このコーナーではEWI3020mの音色作り・データの修正・編集→EDIT(エディット)を2つのポイントについて、お話しして行きます。初心者の方は取説を、中・上級者の方はJWSAメンバーKirino氏作成のパラメータシート(http://jazz.page.ne.jp/wx/pages/c010_040prlist.htmlで入手可能)を片手にお読み頂けると尚一層ご理解頂けるでしょう。
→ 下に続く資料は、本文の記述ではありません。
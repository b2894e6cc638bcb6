//! `toolgate conversations`: browse the file conversation store.

use anyhow::{Context, bail};
use toolgate_config::{AppConfig, StoreBackend};
use toolgate_core::{ConversationId, ConversationStore, User};
use toolgate_memory::FileConversationStore;

pub async fn run(user_id: &str, show: Option<&str>, limit: usize) -> anyhow::Result<()> {
    let config = AppConfig::load().context("failed to load config")?;
    if config.store.backend == StoreBackend::Memory {
        println!("The memory store lives only inside a running process; nothing to browse.");
        println!("Set [store] backend = \"file\" or TOOLGATE_STORE_PATH to persist conversations.");
        return Ok(());
    }

    let store = FileConversationStore::new(config.conversations_dir());
    let user = User::new(user_id);

    if let Some(id) = show {
        let Some(conversation) = store
            .get_conversation(&ConversationId::from(id), &user)
            .await?
        else {
            bail!("conversation '{id}' not found for user '{user_id}'");
        };
        println!("{}", serde_json::to_string_pretty(&conversation)?);
        return Ok(());
    }

    let conversations = store.list_conversations(&user, limit).await?;
    if conversations.is_empty() {
        println!("No conversations for '{user_id}' in {}", store.dir().display());
        return Ok(());
    }
    for conversation in conversations {
        let preview = conversation
            .last_answer()
            .map(|m| m.content.chars().take(60).collect::<String>())
            .unwrap_or_default();
        println!(
            "{}  v{}  {} messages  {}  {preview}",
            conversation.id,
            conversation.version,
            conversation.messages.len(),
            conversation.updated_at.format("%Y-%m-%d %H:%M"),
        );
    }
    Ok(())
}
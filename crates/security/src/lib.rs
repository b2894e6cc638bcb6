//! Security module for toolgate: audit logging, argument sanitization,
//! row-level scoping, and bearer-token authentication.
//!
//! Provides:
//! - **Audit logging**: Ordered per-invocation records with pluggable sinks
//! - **Sanitization**: Redaction of sensitive argument values plus a digest of the raw payload
//! - **Scoping**: Attribute-driven argument rewriting that vetoes unscoped calls
//! - **Token resolver**: Maps `Authorization: Bearer` tokens to configured users

pub mod audit;
pub mod resolver;
pub mod sanitize;
pub mod scoping;

pub use audit::{
    AuditLogger, AuditOutcome, AuditRecord, AuditSink, AuditStage, JsonlFileSink, TracingSink,
};
pub use resolver::TokenUserResolver;
pub use sanitize::{fingerprint, is_sensitive_key, sanitize_arguments, REDACTED};
pub use scoping::{AttributeScopeTransformer, ScopeMode, ScopeRule};
//! Agent, audit and UI-feature configuration types.

use serde::{Deserialize, Serialize};
use std::collections::BTreeMap;

use crate::user::User;

/// Iteration and size limits plus behavior toggles for the agent loop.
#[derive(Debug, Clone, PartialEq, Serialize, Deserialize)]
pub struct AgentConfig {
    /// Maximum LLM ↔ tool round trips per turn
    #[serde(default = "default_max_iterations")]
    pub max_tool_iterations: u32,

    #[serde(default = "default_max_tokens")]
    pub max_tokens: u32,

    #[serde(default = "default_temp")]
    pub temperature: f32,

    /// Use `stream_request` instead of `send_request`
    #[serde(default)]
    pub stream_responses: bool,

    #[serde(default = "default_system_prompt")]
    pub system_prompt: String,

    /// Wall-clock bound for a whole turn
    #[serde(default, skip_serializing_if = "Option::is_none")]
    pub turn_timeout_secs: Option<u64>,

    /// Retries for a failed LLM call before the turn fails
    #[serde(default = "default_llm_retries")]
    pub llm_max_retries: u32,

    #[serde(default = "default_retry_backoff_ms")]
    pub llm_retry_backoff_ms: u64,

    /// Execute tool bodies of one model turn concurrently
    #[serde(default)]
    pub parallel_tool_calls: bool,

    /// Keep only the most recent N messages in requests
    #[serde(default, skip_serializing_if = "Option::is_none")]
    pub max_history_messages: Option<usize>,
}

fn default_max_iterations() -> u32 {
    10
}
fn default_max_tokens() -> u32 {
    4096
}
fn default_temp() -> f32 {
    0.7
}
fn default_system_prompt() -> String {
    "You are a helpful assistant. Use the available tools when they help answer the user's request.".into()
}
fn default_llm_retries() -> u32 {
    2
}
fn default_retry_backoff_ms() -> u64 {
    250
}
fn default_true() -> bool {
    true
}

impl Default for AgentConfig {
    fn default() -> Self {
        Self {
            max_tool_iterations: default_max_iterations(),
            max_tokens: default_max_tokens(),
            temperature: default_temp(),
            stream_responses: false,
            system_prompt: default_system_prompt(),
            turn_timeout_secs: None,
            llm_max_retries: default_llm_retries(),
            llm_retry_backoff_ms: default_retry_backoff_ms(),
            parallel_tool_calls: false,
            max_history_messages: None,
        }
    }
}

/// Which tool activity the registry records.
#[derive(Debug, Clone, PartialEq, Eq, Serialize, Deserialize)]
pub struct AuditConfig {
    #[serde(default = "default_true")]
    pub enabled: bool,

    #[serde(default = "default_true")]
    pub log_tool_access_checks: bool,

    #[serde(default = "default_true")]
    pub log_tool_invocations: bool,

    #[serde(default = "default_true")]
    pub log_tool_results: bool,

    /// Redact sensitive argument values in invocation records
    #[serde(default = "default_true")]
    pub sanitize_tool_parameters: bool,
}

impl Default for AuditConfig {
    fn default() -> Self {
        Self {
            enabled: true,
            log_tool_access_checks: true,
            log_tool_invocations: true,
            log_tool_results: true,
            sanitize_tool_parameters: true,
        }
    }
}

/// UI feature visibility rules: feature name → groups allowed to see it.
///
/// An empty group list makes the feature visible to everyone; a feature
/// missing from the map is visible to no one.
#[derive(Debug, Clone, PartialEq, Eq, Serialize, Deserialize)]
#[serde(transparent)]
pub struct UiFeatures(pub BTreeMap<String, Vec<String>>);

impl UiFeatures {
    pub const TOOL_NAMES: &'static str = "tool_names";
    pub const TOOL_ARGUMENTS: &'static str = "tool_arguments";
    pub const TOOL_ERRORS: &'static str = "tool_errors";
    pub const TOOL_INVOCATION_STATUS: &'static str = "tool_invocation_status";

    pub fn is_visible(&self, feature: &str, user: &User) -> bool {
        self.0
            .get(feature)
            .is_some_and(|groups| user.is_member_of_any(groups))
    }

    /// Names of every feature `user` may see, sorted.
    pub fn available_for(&self, user: &User) -> Vec<String> {
        self.0
            .iter()
            .filter(|(_, groups)| user.is_member_of_any(groups.iter()))
            .map(|(name, _)| name.clone())
            .collect()
    }
}

impl Default for UiFeatures {
    fn default() -> Self {
        let mut map = BTreeMap::new();
        map.insert(Self::TOOL_NAMES.to_string(), vec![]);
        map.insert(Self::TOOL_INVOCATION_STATUS.to_string(), vec![]);
        map.insert(Self::TOOL_ARGUMENTS.to_string(), vec!["admin".to_string()]);
        map.insert(Self::TOOL_ERRORS.to_string(), vec!["admin".to_string()]);
        Self(map)
    }
}
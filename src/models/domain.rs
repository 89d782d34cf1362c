use chrono::{DateTime, Utc};
use serde::{Deserialize, Serialize};
use uuid::Uuid;

/// A machine-learning model listing
#[derive(Debug, Clone, Serialize, Deserialize, sqlx::FromRow)]
pub struct ModelRecord {
    pub id: Uuid,
    pub name: String,
    pub framework: String,
    pub dataset: String,
    #[serde(default)]
    pub description: Option<String>,
    /// Owner email, authoritative for update/delete authorization
    #[serde(rename = "createdBy")]
    pub created_by: String,
    #[serde(rename = "createdAt")]
    pub created_at: DateTime<Utc>,
    #[serde(rename = "updatedAt", default)]
    pub updated_at: Option<DateTime<Utc>>,
    /// Purchaser emails; each email appears at most once
    #[serde(rename = "purchasedBy", default)]
    pub purchased_by: Vec<String>,
    /// Purchase counter, maintained alongside the purchaser list
    #[serde(default)]
    pub purchased: i64,
}

impl ModelRecord {
    /// Derived download count
    pub fn downloads(&self) -> usize {
        self.purchased_by.len()
    }

    pub fn is_owned_by(&self, email: &str) -> bool {
        self.created_by == email
    }
}

/// A registered marketplace user, keyed by email
#[derive(Debug, Clone, Serialize, Deserialize, sqlx::FromRow)]
pub struct UserRecord {
    pub email: String,
    #[serde(rename = "displayName")]
    pub display_name: String,
    #[serde(rename = "photoUrl", default)]
    pub photo_url: Option<String>,
    pub role: String,
    #[serde(rename = "createdAt")]
    pub created_at: DateTime<Utc>,
}

/// A purchase-ledger entry with denormalized model details
#[derive(Debug, Clone, Serialize, Deserialize, sqlx::FromRow)]
pub struct PurchaseRecord {
    pub id: Uuid,
    #[serde(rename = "modelId")]
    pub model_id: Uuid,
    #[serde(rename = "downloadedBy")]
    pub downloaded_by: String,
    #[serde(rename = "modelName")]
    pub model_name: String,
    pub framework: String,
    #[serde(rename = "purchasedAt")]
    pub purchased_at: DateTime<Utc>,
}

/// Marketplace-wide aggregate counts
#[derive(Debug, Clone, Serialize, Deserialize)]
pub struct DashboardStats {
    #[serde(rename = "totalModels")]
    pub total_models: i64,
    #[serde(rename = "totalUsers")]
    pub total_users: i64,
    #[serde(rename = "totalDownloads")]
    pub total_downloads: i64,
}

#[cfg(test)]
mod tests {
    use super::*;

    #[test]
    fn test_downloads_derived_from_list() {
        let model = ModelRecord {
            id: Uuid::new_v4(),
            name: "resnet-50".to_string(),
            framework: "PyTorch".to_string(),
            dataset: "ImageNet".to_string(),
            description: None,
            created_by: "owner@example.com".to_string(),
            created_at: Utc::now(),
            updated_at: None,
            purchased_by: vec!["a@x.com".to_string(), "b@x.com".to_string()],
            purchased: 2,
        };

        assert_eq!(model.downloads(), 2);
        assert!(model.is_owned_by("owner@example.com"));
        assert!(!model.is_owned_by("a@x.com"));
    }

    #[test]
    fn test_model_wire_field_names() {
        let json = serde_json::json!({
            "id": "3fa85f64-5717-4562-b3fc-2c963f66afa6",
            "name": "bert-base",
            "framework": "TensorFlow",
            "dataset": "SQuAD",
            "createdBy": "owner@example.com",
            "createdAt": "2026-01-01T00:00:00Z"
        });

        let model: ModelRecord = serde_json::from_value(json).unwrap();
        assert_eq!(model.created_by, "owner@example.com");
        assert!(model.purchased_by.is_empty());
        assert_eq!(model.purchased, 0);
    }
}
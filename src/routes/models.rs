use crate::core::{sanitize_update, ModelFilter};
use crate::error::ApiError;
use crate::models::{CreateModelRequest, DashboardModel, FindModelsQuery, SearchQuery};
use crate::routes::{authenticate, parse_model_id, AppState};
use actix_web::{web, HttpRequest, HttpResponse};
use serde_json::{Map, Value};
use validator::Validate;

/// Configure all model routes
pub fn configure(cfg: &mut web::ServiceConfig) {
    cfg.route("/models", web::get().to(list_models))
        .route("/models", web::post().to(create_model))
        .route("/models/{id}", web::get().to(get_model))
        .route("/models/{id}", web::patch().to(update_model))
        .route("/models/{id}", web::delete().to(delete_model))
        .route("/recent-model", web::get().to(recent_models))
        .route("/my-models", web::get().to(my_models))
        .route("/findmodels", web::get().to(find_models))
        .route("/search", web::get().to(search_models))
        .route("/dashboard-models", web::get().to(dashboard_models));
}

/// List all models
///
/// GET /models
async fn list_models(state: web::Data<AppState>) -> Result<HttpResponse, ApiError> {
    let models = state.postgres.list_models(&ModelFilter::default()).await?;
    Ok(HttpResponse::Ok().json(models))
}

/// The 6 most recently created models, newest first
///
/// GET /recent-model
async fn recent_models(state: web::Data<AppState>) -> Result<HttpResponse, ApiError> {
    let models = state.postgres.recent_models().await?;
    Ok(HttpResponse::Ok().json(models))
}

/// Fetch a model by id
///
/// GET /models/{id}
async fn get_model(
    state: web::Data<AppState>,
    path: web::Path<String>,
) -> Result<HttpResponse, ApiError> {
    let id = parse_model_id(&path)?;
    let model = state.postgres.get_model(id).await?;
    Ok(HttpResponse::Ok().json(model))
}

/// Create a model listing
///
/// POST /models
///
/// The owner is the verified caller; the purchaser list starts empty.
async fn create_model(
    state: web::Data<AppState>,
    req: web::Json<CreateModelRequest>,
    http_req: HttpRequest,
) -> Result<HttpResponse, ApiError> {
    let caller = authenticate(&http_req, &state).await?;

    req.validate()?;

    let model = state.postgres.insert_model(&req, &caller.email).await?;

    Ok(HttpResponse::Created().json(model))
}

/// Partially update a model
///
/// PATCH /models/{id}
///
/// Owner-only. The payload is sanitized before it touches the store: id,
/// owner, purchaser list, counter, and timestamps are stripped, the rest is
/// validated and applied, and updatedAt is stamped server-side.
async fn update_model(
    state: web::Data<AppState>,
    path: web::Path<String>,
    payload: web::Json<Map<String, Value>>,
    http_req: HttpRequest,
) -> Result<HttpResponse, ApiError> {
    let caller = authenticate(&http_req, &state).await?;
    let id = parse_model_id(&path)?;

    let update = sanitize_update(payload.into_inner())?;

    let existing = state.postgres.get_model(id).await?;
    if !existing.is_owned_by(&caller.email) {
        return Err(ApiError::Forbidden(
            "Only the owner can update this model".to_string(),
        ));
    }

    let model = state.postgres.update_model(id, &update).await?;

    Ok(HttpResponse::Ok().json(model))
}

/// Delete a model
///
/// DELETE /models/{id}
///
/// Owner-only, same check as update.
async fn delete_model(
    state: web::Data<AppState>,
    path: web::Path<String>,
    http_req: HttpRequest,
) -> Result<HttpResponse, ApiError> {
    let caller = authenticate(&http_req, &state).await?;
    let id = parse_model_id(&path)?;

    let existing = state.postgres.get_model(id).await?;
    if !existing.is_owned_by(&caller.email) {
        return Err(ApiError::Forbidden(
            "Only the owner can delete this model".to_string(),
        ));
    }

    state.postgres.delete_model(id).await?;

    Ok(HttpResponse::Ok().json(serde_json::json!({
        "deleted": true,
        "id": id,
    })))
}

/// Models owned by the caller
///
/// GET /my-models
///
/// The owner email comes from the verified token, never from a query
/// parameter.
async fn my_models(
    state: web::Data<AppState>,
    http_req: HttpRequest,
) -> Result<HttpResponse, ApiError> {
    let caller = authenticate(&http_req, &state).await?;
    let models = state.postgres.models_by_owner(&caller.email).await?;
    Ok(HttpResponse::Ok().json(models))
}

/// Search and filter models
///
/// GET /findmodels?search=bert&framework=TensorFlow,PyTorch
///
/// Search is a case-insensitive substring across name, framework, and
/// dataset; the framework list is a case-insensitive exact match; both
/// combine with AND.
async fn find_models(
    state: web::Data<AppState>,
    query: web::Query<FindModelsQuery>,
) -> Result<HttpResponse, ApiError> {
    let filter = ModelFilter::from_params(query.search.as_deref(), query.framework.as_deref());
    let models = state.postgres.list_models(&filter).await?;
    Ok(HttpResponse::Ok().json(models))
}

/// Substring search on the name field only
///
/// GET /search?search=resnet
async fn search_models(
    state: web::Data<AppState>,
    query: web::Query<SearchQuery>,
) -> Result<HttpResponse, ApiError> {
    let pattern = ModelFilter::from_params(query.search.as_deref(), None).like_pattern();
    let models = state.postgres.search_models_by_name(pattern).await?;
    Ok(HttpResponse::Ok().json(models))
}

/// Projected model list for the dashboard
///
/// GET /dashboard-models
///
/// Restricted to {name, framework, createdAt, purchasedBy} plus a download
/// count derived from the purchaser list when the response is built.
async fn dashboard_models(
    state: web::Data<AppState>,
    http_req: HttpRequest,
) -> Result<HttpResponse, ApiError> {
    authenticate(&http_req, &state).await?;

    let models = state.postgres.list_models(&ModelFilter::default()).await?;
    let projected: Vec<DashboardModel> = models.into_iter().map(DashboardModel::from).collect();

    Ok(HttpResponse::Ok().json(projected))
}
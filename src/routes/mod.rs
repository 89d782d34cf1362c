// Route exports
pub mod models;
pub mod purchases;
pub mod users;

use crate::core::auth::parse_bearer;
use crate::error::ApiError;
use crate::models::HealthResponse;
use crate::services::{IdentityClient, PostgresClient, VerifiedIdentity};
use actix_web::{web, HttpRequest, HttpResponse, Responder};
use std::sync::Arc;
use uuid::Uuid;

/// Application state shared across all handlers
#[derive(Clone)]
pub struct AppState {
    pub identity: Arc<IdentityClient>,
    pub postgres: Arc<PostgresClient>,
}

pub fn configure_routes(cfg: &mut web::ServiceConfig) {
    cfg.route("/", web::get().to(index))
        .route("/health", web::get().to(health_check))
        .configure(models::configure)
        .configure(purchases::configure)
        .configure(users::configure);
}

/// Resolve the caller's verified identity from the Authorization header.
///
/// A missing or malformed header is rejected before the identity provider is
/// consulted; a provider rejection maps to 401.
pub async fn authenticate(
    req: &HttpRequest,
    state: &AppState,
) -> Result<VerifiedIdentity, ApiError> {
    let header = req
        .headers()
        .get(actix_web::http::header::AUTHORIZATION)
        .and_then(|value| value.to_str().ok())
        .ok_or(ApiError::AuthenticationMissing)?;

    let token = parse_bearer(header).ok_or(ApiError::AuthenticationMissing)?;

    Ok(state.identity.verify_token(token).await?)
}

/// Parse an opaque model id from a path segment; malformed ids are a client
/// error, not a server crash.
pub fn parse_model_id(raw: &str) -> Result<Uuid, ApiError> {
    Uuid::parse_str(raw).map_err(|_| ApiError::InvalidIdentifier(raw.to_string()))
}

/// Liveness text
async fn index() -> impl Responder {
    HttpResponse::Ok().body("AI Model Inventory API running")
}

/// Health check endpoint
async fn health_check(state: web::Data<AppState>) -> impl Responder {
    let pg_healthy = state.postgres.health_check().await.unwrap_or(false);

    let status = if pg_healthy { "healthy" } else { "degraded" };

    HttpResponse::Ok().json(HealthResponse {
        status: status.to_string(),
        version: env!("CARGO_PKG_VERSION").to_string(),
        timestamp: chrono::Utc::now(),
    })
}

#[cfg(test)]
mod tests {
    use super::*;

    #[test]
    fn test_parse_model_id_ok() {
        let id = parse_model_id("3fa85f64-5717-4562-b3fc-2c963f66afa6").unwrap();
        assert_eq!(id.to_string(), "3fa85f64-5717-4562-b3fc-2c963f66afa6");
    }

    #[test]
    fn test_parse_model_id_malformed() {
        assert!(matches!(
            parse_model_id("not-a-uuid"),
            Err(ApiError::InvalidIdentifier(_))
        ));
    }
}
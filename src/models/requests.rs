use serde::{Deserialize, Serialize};
use validator::Validate;

/// Request to create a model listing
///
/// The owner is always the verified caller identity; the body cannot set it.
#[derive(Debug, Clone, Serialize, Deserialize, Validate)]
pub struct CreateModelRequest {
    #[validate(length(min = 1, max = 200))]
    pub name: String,
    #[validate(length(min = 1, max = 100))]
    pub framework: String,
    #[validate(length(min = 1, max = 200))]
    pub dataset: String,
    #[serde(default)]
    #[validate(length(max = 2000))]
    pub description: Option<String>,
}

/// The updatable model fields that remain after sanitization.
///
/// Protected fields (id, owner, purchaser list, counter, timestamps) are
/// stripped before this type is deserialized, so they are not representable
/// here.
#[derive(Debug, Clone, Default, Serialize, Deserialize, Validate)]
pub struct ModelUpdate {
    #[serde(default)]
    #[validate(length(min = 1, max = 200))]
    pub name: Option<String>,
    #[serde(default)]
    #[validate(length(min = 1, max = 100))]
    pub framework: Option<String>,
    #[serde(default)]
    #[validate(length(min = 1, max = 200))]
    pub dataset: Option<String>,
    #[serde(default)]
    #[validate(length(max = 2000))]
    pub description: Option<String>,
}

impl ModelUpdate {
    /// True when the payload carried no updatable field
    pub fn is_noop(&self) -> bool {
        self.name.is_none()
            && self.framework.is_none()
            && self.dataset.is_none()
            && self.description.is_none()
    }
}

/// Request to register a user
///
/// Registration is idempotent per email: re-registering returns a sentinel
/// response, not an error.
#[derive(Debug, Clone, Serialize, Deserialize, Validate)]
pub struct RegisterUserRequest {
    #[validate(email)]
    pub email: String,
    #[validate(length(min = 1, max = 200))]
    #[serde(alias = "display_name", rename = "displayName")]
    pub display_name: String,
    #[serde(alias = "photo_url", rename = "photoUrl", default)]
    pub photo_url: Option<String>,
    #[serde(default = "default_role")]
    pub role: String,
}

fn default_role() -> String {
    "user".to_string()
}

/// Query parameters for GET /findmodels
#[derive(Debug, Clone, Deserialize)]
pub struct FindModelsQuery {
    #[serde(default)]
    pub search: Option<String>,
    /// Comma-separated framework labels, e.g. ?framework=TensorFlow,PyTorch
    #[serde(default)]
    pub framework: Option<String>,
}

/// Query parameters for GET /search (name-only substring match)
#[derive(Debug, Clone, Deserialize)]
pub struct SearchQuery {
    #[serde(default)]
    pub search: Option<String>,
}
// Core authorization and query-construction logic
pub mod auth;
pub mod query;

pub use auth::{parse_bearer, sanitize_update, SanitizeError};
pub use query::{escape_like, parse_framework_list, ModelFilter};
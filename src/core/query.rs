/// Filter built from the optional listing query parameters.
///
/// Absence of every parameter yields the match-all filter. When both a text
/// search and a framework list are present they combine with logical AND.
#[derive(Debug, Clone, Default, PartialEq, Eq)]
pub struct ModelFilter {
    /// Case-insensitive unanchored substring, matched against
    /// name OR framework OR dataset.
    pub search: Option<String>,
    /// Lowercased framework labels; a model matches when its framework
    /// equals any entry, compared case-insensitively.
    pub frameworks: Vec<String>,
}

impl ModelFilter {
    /// Build a filter from raw query-parameter values.
    pub fn from_params(search: Option<&str>, framework: Option<&str>) -> Self {
        let search = search
            .map(str::trim)
            .filter(|s| !s.is_empty())
            .map(str::to_string);

        let frameworks = framework
            .map(parse_framework_list)
            .unwrap_or_default();

        Self { search, frameworks }
    }

    /// True when no parameter was supplied (match-all)
    pub fn is_empty(&self) -> bool {
        self.search.is_none() && self.frameworks.is_empty()
    }

    /// The ILIKE pattern for the search term, wildcards escaped
    pub fn like_pattern(&self) -> Option<String> {
        self.search
            .as_deref()
            .map(|s| format!("%{}%", escape_like(s)))
    }
}

/// Split a comma-separated framework parameter into normalized entries:
/// trimmed, empties dropped, lowercased for case-insensitive exact match.
pub fn parse_framework_list(raw: &str) -> Vec<String> {
    raw.split(',')
        .map(str::trim)
        .filter(|f| !f.is_empty())
        .map(str::to_lowercase)
        .collect()
}

/// Escape LIKE/ILIKE metacharacters so a search term is matched literally
pub fn escape_like(text: &str) -> String {
    let mut escaped = String::with_capacity(text.len());
    for ch in text.chars() {
        if matches!(ch, '%' | '_' | '\\') {
            escaped.push('\\');
        }
        escaped.push(ch);
    }
    escaped
}

#[cfg(test)]
mod tests {
    use super::*;

    #[test]
    fn test_empty_params_match_all() {
        let filter = ModelFilter::from_params(None, None);
        assert!(filter.is_empty());
        assert_eq!(filter.like_pattern(), None);
    }

    #[test]
    fn test_blank_params_match_all() {
        let filter = ModelFilter::from_params(Some("   "), Some(" , ,"));
        assert!(filter.is_empty());
    }

    #[test]
    fn test_framework_list_normalization() {
        let frameworks = parse_framework_list("TensorFlow, PyTorch ,,  JAX");
        assert_eq!(frameworks, vec!["tensorflow", "pytorch", "jax"]);
    }

    #[test]
    fn test_combined_filter() {
        let filter = ModelFilter::from_params(Some("bert"), Some("TensorFlow,PyTorch"));
        assert!(!filter.is_empty());
        assert_eq!(filter.like_pattern().unwrap(), "%bert%");
        assert_eq!(filter.frameworks, vec!["tensorflow", "pytorch"]);
    }

    #[test]
    fn test_like_escaping() {
        assert_eq!(escape_like("100%_done"), "100\\%\\_done");
        assert_eq!(escape_like("back\\slash"), "back\\\\slash");
        assert_eq!(escape_like("plain"), "plain");
    }

    #[test]
    fn test_like_pattern_is_unanchored() {
        let filter = ModelFilter::from_params(Some("res_net"), None);
        assert_eq!(filter.like_pattern().unwrap(), "%res\\_net%");
    }
}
尚、基本的な操作部分の解説は割愛させて戴きます。また各パラメータの解説については別項”サルでも判るアナログシンセ初級講座”をご参照下さい。
■1つめは演奏中の音色コントロールに関する部分
例えば「ベンダーで波形を変えてみたい!」など音色コントロールに関する設定をする上で外せない”モジュレーションアサイン”も含め、各パラメータの再確認をしながら深みにはまって行きたいと思います。前半部分でお話し致します
■2つめは一歩進んだ音色作りに関する部分
”あの音はどうやって作るんだ!?””音作りって何がなんだか良く判らない!?”などと悩みは尽きないものです。スペック上の制限はありますが3020mの”シンセサイズ能力”を充分に引き出す為の”きっかけ”として幾つかのアイディアを紹介したいと思います。後半でじっくりお話し致します。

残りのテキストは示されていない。